Allein das Muster hat sich ja wiederholt. Nur das Presseecho blieb im Saarland. Ich rede von Trosten Reif. Wie abscheulich war denn diese Vorstellung. Torsten, den ich nun wirklich sehr lange kenne (ich glaube, ich bin sogar länger in der Partei als er), ist sicher kein Freund. Aber es gibt hier auch das Wort Parteifreund. Und das sollten wir ja irgendwie alle sein. Wieso hast Du also Deinem Parteifreund nicht von der Kandidatur abgeraten, nachdem die SPD eine parteilose, kompetente Kandidatin auf die Bühne hievte. Es hätte uns, auch im Kampf um mehr Geschlechtergerechtigkeit, gut zu Gesicht gestanden.

Du wirst bald Mama. Und ich denke, dass das ein besonderer Moment in Deinem Leben sein wird. Ich hoffe sehr, dass Du dann dieses Verantwortungsgefühl erfahren wirst, das Du uns allen eigentlich schon hier und heute hättest zeigen müssen. Die Courage dazu hast Du.
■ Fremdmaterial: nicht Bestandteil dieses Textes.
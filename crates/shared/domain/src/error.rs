//! Domain-level errors.
//!
//! These errors represent business rule violations and domain logic failures.
//! They are independent of infrastructure concerns (database, transport).

use thiserror::Error;

/// Domain-specific errors for business rule violations.
#[derive(Error, Debug, Clone, PartialEq, Eq)]
pub enum DomainError {
    /// Validation failed for a field or input
    #[error("Validation error: {0}")]
    Validation(String),

    /// Entity not found
    #[error("Not found: {0}")]
    NotFound(String),

    /// Internal domain error
    #[error("Internal error: {0}")]
    Internal(String),
}

impl DomainError {
    /// Create a validation error
    pub fn validation(msg: impl Into<String>) -> Self {
        DomainError::Validation(msg.into())
    }
}

/// Result type alias for domain operations
pub type DomainResult<T> = Result<T, DomainError>;
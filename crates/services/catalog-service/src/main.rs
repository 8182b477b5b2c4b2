//! Catalog Service - command-line access to the catalog store.

use clap::{Args, Parser, Subcommand};
use tracing_subscriber::{layer::SubscriberExt, util::SubscriberInitExt};

use catalog_service_lib::catalog::ProductCriteria;
use catalog_service_lib::commands::{CatalogCommand, CategoryAction, ProductAction};
use catalog_service_lib::MigrateAction;

#[derive(Parser)]
#[command(name = "catalog-service")]
#[command(about = "Catalog data-access service")]
struct Cli {
    /// Caller identity stamped on audit fields
    #[arg(long, global = true, env = "CATALOG_ACTOR")]
    actor: Option<String>,

    /// Enable debug logging
    #[arg(short, long, global = true)]
    verbose: bool,

    #[command(subcommand)]
    command: Commands,
}

#[derive(Subcommand)]
enum Commands {
    /// Database migration commands
    Migrate {
        #[command(subcommand)]
        action: MigrateCommands,
    },
    /// Manage categories
    Categories {
        #[command(subcommand)]
        action: CategoryCommands,
    },
    /// Manage products
    Products {
        #[command(subcommand)]
        action: ProductCommands,
    },
}

#[derive(Subcommand)]
enum MigrateCommands {
    /// Run pending migrations
    Up,
    /// Rollback last migration
    Down,
    /// Show migration status
    Status,
    /// Reset database and run all migrations
    Fresh,
}

#[derive(Subcommand)]
enum CategoryCommands {
    /// Add a category
    Add {
        #[arg(long)]
        name: String,
        #[arg(long)]
        description: Option<String>,
    },
    /// List active categories with their products
    List {
        /// Only categories whose name contains this text
        #[arg(long)]
        name: Option<String>,
    },
}

#[derive(Args)]
struct ProductFilter {
    /// Only products whose name contains this text
    #[arg(long)]
    name: Option<String>,
    /// Only products in this category
    #[arg(long)]
    category: Option<i32>,
    #[arg(long)]
    min_price: Option<i64>,
    #[arg(long)]
    max_price: Option<i64>,
}

#[derive(Subcommand)]
enum ProductCommands {
    /// Add a product
    Add {
        #[arg(long)]
        sku: String,
        #[arg(long)]
        name: String,
        #[arg(long)]
        price_cents: i64,
        /// Category identifier
        #[arg(long)]
        category: Option<i32>,
    },
    /// List active products
    List(ProductFilter),
    /// Show one product
    Show { id: i32 },
    /// Rename a product
    Rename { id: i32, name: String },
    /// Soft-delete a product
    Delete { id: i32 },
}

impl From<CategoryCommands> for CategoryAction {
    fn from(command: CategoryCommands) -> Self {
        match command {
            CategoryCommands::Add { name, description } => CategoryAction::Add { name, description },
            CategoryCommands::List { name } => CategoryAction::List { name },
        }
    }
}

impl From<ProductCommands> for ProductAction {
    fn from(command: ProductCommands) -> Self {
        match command {
            ProductCommands::Add {
                sku,
                name,
                price_cents,
                category,
            } => ProductAction::Add {
                sku,
                name,
                price_cents,
                category_id: category,
            },
            ProductCommands::List(filter) => ProductAction::List(ProductCriteria {
                name: filter.name,
                category_id: filter.category,
                min_price_cents: filter.min_price,
                max_price_cents: filter.max_price,
            }),
            ProductCommands::Show { id } => ProductAction::Show { id },
            ProductCommands::Rename { id, name } => ProductAction::Rename { id, name },
            ProductCommands::Delete { id } => ProductAction::Delete { id },
        }
    }
}

#[tokio::main]
async fn main() -> Result<(), Box<dyn std::error::Error>> {
    // Load environment variables
    dotenvy::dotenv().ok();

    let cli = Cli::parse();

    // Initialize tracing
    let default_filter = if cli.verbose { "debug" } else { "info" };
    tracing_subscriber::registry()
        .with(
            tracing_subscriber::EnvFilter::try_from_default_env()
                .unwrap_or_else(|_| default_filter.into()),
        )
        .with(tracing_subscriber::fmt::layer().with_writer(std::io::stderr))
        .init();

    let command = match cli.command {
        Commands::Migrate { action } => {
            let migrate_action = match action {
                MigrateCommands::Up => MigrateAction::Up,
                MigrateCommands::Down => MigrateAction::Down,
                MigrateCommands::Status => MigrateAction::Status,
                MigrateCommands::Fresh => MigrateAction::Fresh,
            };
            return catalog_service_lib::run_migrations(migrate_action).await;
        }
        Commands::Categories { action } => CatalogCommand::Category(action.into()),
        Commands::Products { action } => CatalogCommand::Product(action.into()),
    };

    let output = catalog_service_lib::run_command(command, cli.actor).await?;
    println!("{}", serde_json::to_string_pretty(&output)?);

    Ok(())
}
//! Migration: Create products table.

use sea_orm_migration::prelude::*;

use super::m20240101_000001_create_categories_table::Categories;

#[derive(DeriveMigrationName)]
pub struct Migration;

#[async_trait::async_trait]
impl MigrationTrait for Migration {
    async fn up(&self, manager: &SchemaManager) -> Result<(), DbErr> {
        manager
            .create_table(
                Table::create()
                    .table(Products::Table)
                    .if_not_exists()
                    .col(
                        ColumnDef::new(Products::Id)
                            .integer()
                            .not_null()
                            .auto_increment()
                            .primary_key(),
                    )
                    .col(
                        ColumnDef::new(Products::Sku)
                            .string_len(32)
                            .not_null()
                            .unique_key(),
                    )
                    .col(ColumnDef::new(Products::Name).string_len(100).not_null())
                    .col(ColumnDef::new(Products::PriceCents).big_integer().not_null())
                    .col(ColumnDef::new(Products::CategoryId).integer().null())
                    .col(ColumnDef::new(Products::CreatedBy).string_len(128).not_null())
                    .col(
                        ColumnDef::new(Products::CreatedAt)
                            .timestamp_with_time_zone()
                            .not_null(),
                    )
                    .col(ColumnDef::new(Products::UpdatedBy).string_len(128).not_null())
                    .col(
                        ColumnDef::new(Products::UpdatedAt)
                            .timestamp_with_time_zone()
                            .not_null(),
                    )
                    .col(ColumnDef::new(Products::DeletedBy).string_len(128).null())
                    .col(
                        ColumnDef::new(Products::DeletedAt)
                            .timestamp_with_time_zone()
                            .null(),
                    )
                    .col(
                        ColumnDef::new(Products::Deleted)
                            .boolean()
                            .not_null()
                            .default(false),
                    )
                    .foreign_key(
                        ForeignKey::create()
                            .name("fk_products_category_id")
                            .from(Products::Table, Products::CategoryId)
                            .to(Categories::Table, Categories::Id)
                            .on_delete(ForeignKeyAction::NoAction)
                            .on_update(ForeignKeyAction::NoAction),
                    )
                    .to_owned(),
            )
            .await?;

        manager
            .create_index(
                Index::create()
                    .name("idx_products_deleted")
                    .table(Products::Table)
                    .col(Products::Deleted)
                    .to_owned(),
            )
            .await?;

        manager
            .create_index(
                Index::create()
                    .name("idx_products_category_id")
                    .table(Products::Table)
                    .col(Products::CategoryId)
                    .to_owned(),
            )
            .await
    }

    async fn down(&self, manager: &SchemaManager) -> Result<(), DbErr> {
        manager
            .drop_table(Table::drop().table(Products::Table).to_owned())
            .await
    }
}

#[derive(Iden)]
enum Products {
    Table,
    Id,
    Sku,
    Name,
    PriceCents,
    CategoryId,
    CreatedBy,
    CreatedAt,
    UpdatedBy,
    UpdatedAt,
    DeletedBy,
    DeletedAt,
    Deleted,
}
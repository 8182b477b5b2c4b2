//! Catalog Service Library
//!
//! A generic repository / unit-of-work data-access layer over SeaORM with
//! soft delete, audit stamping and DTO projection, plus the Category and
//! Product kinds built on it.

pub mod catalog;
pub mod commands;
pub mod config;
pub mod entities;
pub mod identity;
pub mod infra;
pub mod persistence;
mod scope;

pub use scope::with_unit_of_work;

use serde_json::Value;
use tracing::info;

use crate::commands::CatalogCommand;
use crate::config::CatalogServiceConfig;
use crate::identity::StaticIdentity;
use crate::infra::Database;
use domain::Caller;

/// Run migrations (for CLI commands).
pub async fn run_migrations(action: MigrateAction) -> Result<(), Box<dyn std::error::Error>> {
    let config = CatalogServiceConfig::from_env();
    let db = Database::connect_without_migrations(&config.database).await?;

    match action {
        MigrateAction::Up => {
            db.run_migrations().await?;
            info!("Migrations applied successfully");
        }
        MigrateAction::Down => {
            db.rollback_migration().await?;
            info!("Rolled back last migration");
        }
        MigrateAction::Status => {
            let status = db.migration_status().await?;
            for (name, applied) in status {
                let marker = if applied { "[x]" } else { "[ ]" };
                println!("{} {}", marker, name);
            }
        }
        MigrateAction::Fresh => {
            db.fresh_migrations().await?;
            info!("Database reset and migrations applied");
        }
    }

    Ok(())
}

/// Migration action type.
#[derive(Debug, Clone, Copy)]
pub enum MigrateAction {
    Up,
    Down,
    Status,
    Fresh,
}

/// Run one catalog command as `actor` (or the configured actor).
pub async fn run_command(
    command: CatalogCommand,
    actor: Option<String>,
) -> Result<Value, Box<dyn std::error::Error>> {
    let config = CatalogServiceConfig::from_env();
    let caller = Caller::new(actor.unwrap_or(config.actor))?;
    let identity = StaticIdentity::new(caller);

    let db = Database::connect(&config.database).await?;
    let output = commands::execute(&db, &identity, command).await?;

    Ok(output)
}
//! Product kind and its DTO projections.

use async_trait::async_trait;
use chrono::{DateTime, Utc};
use sea_orm::sea_query::{Expr, IntoCondition};
use sea_orm::{
    ColumnTrait, DatabaseConnection, EntityTrait, FromQueryResult, JoinType, QueryFilter,
    QuerySelect, QueryTrait, RelationTrait, Select, SelectModel, Selector,
};
use serde::{Deserialize, Serialize};
use validator::{Validate, ValidationError};

use super::{check_text, unknown_include};
use crate::entities::{category, product};
use crate::persistence::{EntityKind, Projection};
use common::{AppError, AppResult};
use domain::{MAX_NAME_LENGTH, MAX_SKU_LENGTH};

/// Product repository kind
pub struct Products;

/// Product search filter
#[derive(Debug, Clone, Default, Deserialize, Validate)]
#[validate(schema(function = "validate_price_range"))]
pub struct ProductCriteria {
    /// Substring of the product name
    #[validate(length(min = 1, max = 100))]
    pub name: Option<String>,
    pub category_id: Option<i32>,
    #[validate(range(min = 0))]
    pub min_price_cents: Option<i64>,
    #[validate(range(min = 0))]
    pub max_price_cents: Option<i64>,
}

fn validate_price_range(criteria: &ProductCriteria) -> Result<(), ValidationError> {
    match (criteria.min_price_cents, criteria.max_price_cents) {
        (Some(min), Some(max)) if min > max => {
            let mut err = ValidationError::new("price_range");
            err.message = Some("min_price_cents must not exceed max_price_cents".into());
            Err(err)
        }
        _ => Ok(()),
    }
}

/// Full product view with the category name flattened in
#[derive(Debug, Clone, PartialEq, Eq, FromQueryResult, Serialize)]
pub struct ProductDto {
    pub id: i32,
    pub sku: String,
    pub name: String,
    pub price_cents: i64,
    pub category_id: Option<i32>,
    pub category_name: Option<String>,
    pub created_by: String,
    pub created_at: DateTime<Utc>,
    pub updated_by: String,
    pub updated_at: DateTime<Utc>,
}

/// Listing row returned by product searches
#[derive(Debug, Clone, PartialEq, Eq, FromQueryResult, Serialize)]
pub struct ProductSummary {
    pub id: i32,
    pub sku: String,
    pub name: String,
    pub price_cents: i64,
    pub category_name: Option<String>,
}

/// Projection to `ProductDto`
pub struct ProductDetail;

/// Projection to `ProductSummary`
pub struct ProductListing;

/// LEFT JOIN to the product's category, skipping soft-deleted categories.
fn with_category_name(query: Select<product::Entity>) -> Select<product::Entity> {
    query
        .join(
            JoinType::LeftJoin,
            product::Relation::Category
                .def()
                .on_condition(|_left, right| {
                    Expr::col((right, category::Column::Deleted))
                        .eq(false)
                        .into_condition()
                }),
        )
        .column_as(category::Column::Name, "category_name")
}

impl Projection<product::Entity> for ProductDetail {
    type Output = ProductDto;

    fn project(query: Select<product::Entity>) -> Selector<SelectModel<ProductDto>> {
        let query = query.select_only().columns([
            product::Column::Id,
            product::Column::Sku,
            product::Column::Name,
            product::Column::PriceCents,
            product::Column::CategoryId,
            product::Column::CreatedBy,
            product::Column::CreatedAt,
            product::Column::UpdatedBy,
            product::Column::UpdatedAt,
        ]);

        with_category_name(query).into_model::<ProductDto>()
    }
}

impl Projection<product::Entity> for ProductListing {
    type Output = ProductSummary;

    fn project(query: Select<product::Entity>) -> Selector<SelectModel<ProductSummary>> {
        let query = query.select_only().columns([
            product::Column::Id,
            product::Column::Sku,
            product::Column::Name,
            product::Column::PriceCents,
        ]);

        with_category_name(query).into_model::<ProductSummary>()
    }
}

#[async_trait]
impl EntityKind for Products {
    type Entity = product::Entity;
    type Model = product::Model;
    type ActiveModel = product::ActiveModel;
    type Criteria = ProductCriteria;
    type Dto = ProductDetail;
    type SearchDto = ProductListing;

    const NAME: &'static str = "product";
    const INCLUDES: &'static [&'static str] = &["category"];

    fn filter(query: Select<product::Entity>, criteria: &ProductCriteria) -> Select<product::Entity> {
        query
            .apply_if(criteria.name.as_deref(), |query, name| {
                query.filter(product::Column::Name.contains(name))
            })
            .apply_if(criteria.category_id, |query, id| {
                query.filter(product::Column::CategoryId.eq(id))
            })
            .apply_if(criteria.min_price_cents, |query, min| {
                query.filter(product::Column::PriceCents.gte(min))
            })
            .apply_if(criteria.max_price_cents, |query, max| {
                query.filter(product::Column::PriceCents.lte(max))
            })
    }

    fn validate(model: &product::Model) -> AppResult<()> {
        check_text(Self::NAME, "sku", &model.sku, MAX_SKU_LENGTH)?;
        check_text(Self::NAME, "name", &model.name, MAX_NAME_LENGTH)?;
        if model.price_cents < 0 {
            return Err(AppError::validation("product price must not be negative"));
        }
        Ok(())
    }

    async fn include(
        models: &mut [product::Model],
        path: &str,
        db: &DatabaseConnection,
    ) -> AppResult<()> {
        if path != "category" {
            return Err(unknown_include(Self::NAME, path));
        }

        let mut ids: Vec<i32> = models.iter().filter_map(|model| model.category_id).collect();
        ids.sort_unstable();
        ids.dedup();
        if ids.is_empty() {
            return Ok(());
        }

        let categories = category::Entity::find()
            .filter(category::Column::Id.is_in(ids))
            .filter(category::Column::Deleted.eq(false))
            .all(db)
            .await?;

        for model in models.iter_mut() {
            model.category = model.category_id.and_then(|id| {
                categories
                    .iter()
                    .find(|category| category.id == id)
                    .cloned()
                    .map(Box::new)
            });
        }

        Ok(())
    }
}

#[cfg(test)]
mod tests {
    use super::*;

    #[test]
    fn test_inverted_price_range_is_rejected() {
        let criteria = ProductCriteria {
            min_price_cents: Some(500),
            max_price_cents: Some(100),
            ..Default::default()
        };
        assert!(criteria.validate().is_err());

        let criteria = ProductCriteria {
            min_price_cents: Some(100),
            max_price_cents: Some(100),
            ..Default::default()
        };
        assert!(criteria.validate().is_ok());
    }

    #[test]
    fn test_negative_price_bound_is_rejected() {
        let criteria = ProductCriteria {
            min_price_cents: Some(-1),
            ..Default::default()
        };
        assert!(criteria.validate().is_err());
    }

    #[test]
    fn test_validate_checks_sku_and_price() {
        let mut model = product::Model {
            sku: "SKU-1".to_string(),
            name: "Widget".to_string(),
            price_cents: 250,
            ..Default::default()
        };
        assert!(Products::validate(&model).is_ok());

        model.price_cents = -5;
        assert!(Products::validate(&model).is_err());

        model.price_cents = 0;
        model.sku = "X".repeat(MAX_SKU_LENGTH as usize + 1);
        assert!(Products::validate(&model).is_err());
    }

    #[test]
    fn test_listing_projection_joins_category() {
        use sea_orm::DbBackend;

        let sql = ProductListing::project(product::Entity::find())
            .into_statement(DbBackend::Postgres)
            .to_string();

        assert!(sql.contains("LEFT JOIN \"categories\""));
        assert!(sql.contains("AS \"category_name\""));
    }
}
Bleibt mir abschließend nochmal der Verweis auf Belzasar und Hubert Ulrich: Mene mene tekel u-pharsin. Bitte, bringt ihn nicht um. Aber vielleicht könntet ihr ihn in seinen wohlverdienten Ruhestand schicken. Das wäre sicher ein guter Anfang, auch für eine Versöhnung unter uns Saargrünen.